渡部 我々も京都でAI開発を行うRistというスタートアップ企業と京セラコミュニケーションシステムのM&Aに関わらせていただきました。
 売却後、創業者は経営の第一線からは退きましたが、買い手側から経営のサポートを受けて、劇的に成長しているんですよね。
 創業者はAI技術者としてもちろん素晴らしいのですが、ご自身では「経営は向いてない」という話をされていました。
 M&Aによって、経営戦略の選択肢が増えるというのは、とても実感が湧きますね。

「10年後」の成長を考えるために必要なこと

渡部 さて最後のテーマです。10年後の成長のために必要なこと、なんだとお考えですか? かなり長期的なスコープですが……。
成井 私の場合、M&Aという選択肢が加わって、世界が加速したというのを実感しています。
 早く大きくしていくための手段として、M&Aは最適な手段だと思いますね。
 ただ、買収後に旧経営者や売却企業にとってのインセンティブ設計を明確にして、買い手も売り手もマッチングする努力をしていかないと、長期的には続いていかないと思います。
 やはり違う会社同士がひとつになるので、カルチャーショックもありますし、評価制度も違いますから。
渡部 北川さんは10年後の成長について、どうお考えですか?
北川 難しいですね(笑)。

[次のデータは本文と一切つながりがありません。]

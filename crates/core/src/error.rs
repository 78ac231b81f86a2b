//! Error types for the flowdesk domain.
//!
//! Uses `thiserror` for ergonomic error definitions.
//! Each bounded context has its own error variant.

use thiserror::Error;

/// The top-level error type for all flowdesk operations.
#[derive(Debug, Error)]
pub enum Error {
    // --- Input-schema resolution errors ---
    #[error("Resolution error: {0}")]
    Resolve(#[from] ResolveError),

    // --- Workflow engine errors ---
    #[error("Engine error: {0}")]
    Engine(#[from] EngineError),

    // --- Query index errors ---
    #[error("Index error: {0}")]
    Index(#[from] IndexError),

    // --- Directory errors ---
    #[error("Directory error: {0}")]
    Directory(#[from] DirectoryError),

    // --- Notification errors ---
    #[error("Notification error: {0}")]
    Notify(#[from] NotifyError),

    // --- Configuration errors ---
    #[error("Configuration error: {message}")]
    Config { message: String },

    // --- Serialization ---
    #[error("Serialization error: {0}")]
    Serialization(#[from] serde_json::Error),

    // --- Generic ---
    #[error("Internal error: {0}")]
    Internal(String),
}

/// Result type alias using our Error.
pub type Result<T> = std::result::Result<T, Error>;

// --- Bounded context errors ---

/// Failures of the input-schema resolution pipeline.
///
/// `WorkflowNotFound` is client-visible; the other variants surface as
/// server errors. Absent instance data is NOT an error — the resolver
/// absorbs it and continues with an empty state for that role.
#[derive(Debug, Error)]
pub enum ResolveError {
    #[error("Workflow not found: {workflow_id}")]
    WorkflowNotFound { workflow_id: String },

    #[error("Workflow engine unavailable: {reason}")]
    EngineUnavailable { reason: String },

    #[error("Input schema error: {0}")]
    Schema(#[from] SchemaError),
}

/// Structural problems in a declared input schema.
///
/// Always names the offending composition member so the caller can tell
/// which form step is broken.
#[derive(Debug, Clone, PartialEq, Eq, Error)]
pub enum SchemaError {
    #[error("Input schema is not a JSON object")]
    NotAnObject,

    #[error("Composition member '{member}' declares no field definitions")]
    MissingProperties { member: String },

    #[error("Unresolvable reference '{reference}' in composition member '{member}'")]
    UnresolvedRef { member: String, reference: String },
}

#[derive(Debug, Clone, Error)]
pub enum EngineError {
    #[error("Engine API request failed: {message} (status: {status_code})")]
    Api { status_code: u16, message: String },

    #[error("Network error: {0}")]
    Network(String),

    #[error("Request timed out: {0}")]
    Timeout(String),

    #[error("Unexpected engine response: {0}")]
    InvalidResponse(String),

    #[error("Workflow has no execution endpoint: {0}")]
    NoServiceUrl(String),
}

#[derive(Debug, Clone, Error)]
pub enum IndexError {
    #[error("Index API request failed: {message} (status: {status_code})")]
    Api { status_code: u16, message: String },

    #[error("Network error: {0}")]
    Network(String),

    #[error("Unexpected index response: {0}")]
    InvalidResponse(String),
}

#[derive(Debug, Clone, Error)]
pub enum DirectoryError {
    #[error("Directory API request failed: {message} (status: {status_code})")]
    Api { status_code: u16, message: String },

    #[error("Network error: {0}")]
    Network(String),
}

#[derive(Debug, Error)]
pub enum NotifyError {
    #[error("Storage error: {0}")]
    Storage(String),

    #[error("Migration failed: {0}")]
    MigrationFailed(String),

    #[error("Unknown audience: {0}")]
    UnknownAudience(String),
}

10年後だと、売り上げ規模が2.5倍から3倍になるとして、現状USEN‐NEXT GROUPの総売上が2500億円くらいなので、6000億円の世界をどうつくるかってことですよね。
 そういった視点で捉えると、基礎事業を伸ばすのはもちろんですが、マーケットが成熟してきたり、ルールチェンジしたりするのは、10年もすれば必ずある。
 そういった状況を想定すると、やはり新しいケイパビリティをどんどんアダプトしていかないと、ゲームには勝てません。
 そういう意味でも、M&Aは考えざるを得ない。「したいか、したくないか」というよりは、マストでやらないと、太刀打ちできない世界になってくるでしょうね。
 その上で、優秀な経営人材を獲得していきつつ、事業全体を大きくしていくことがとても重要かなと考えています。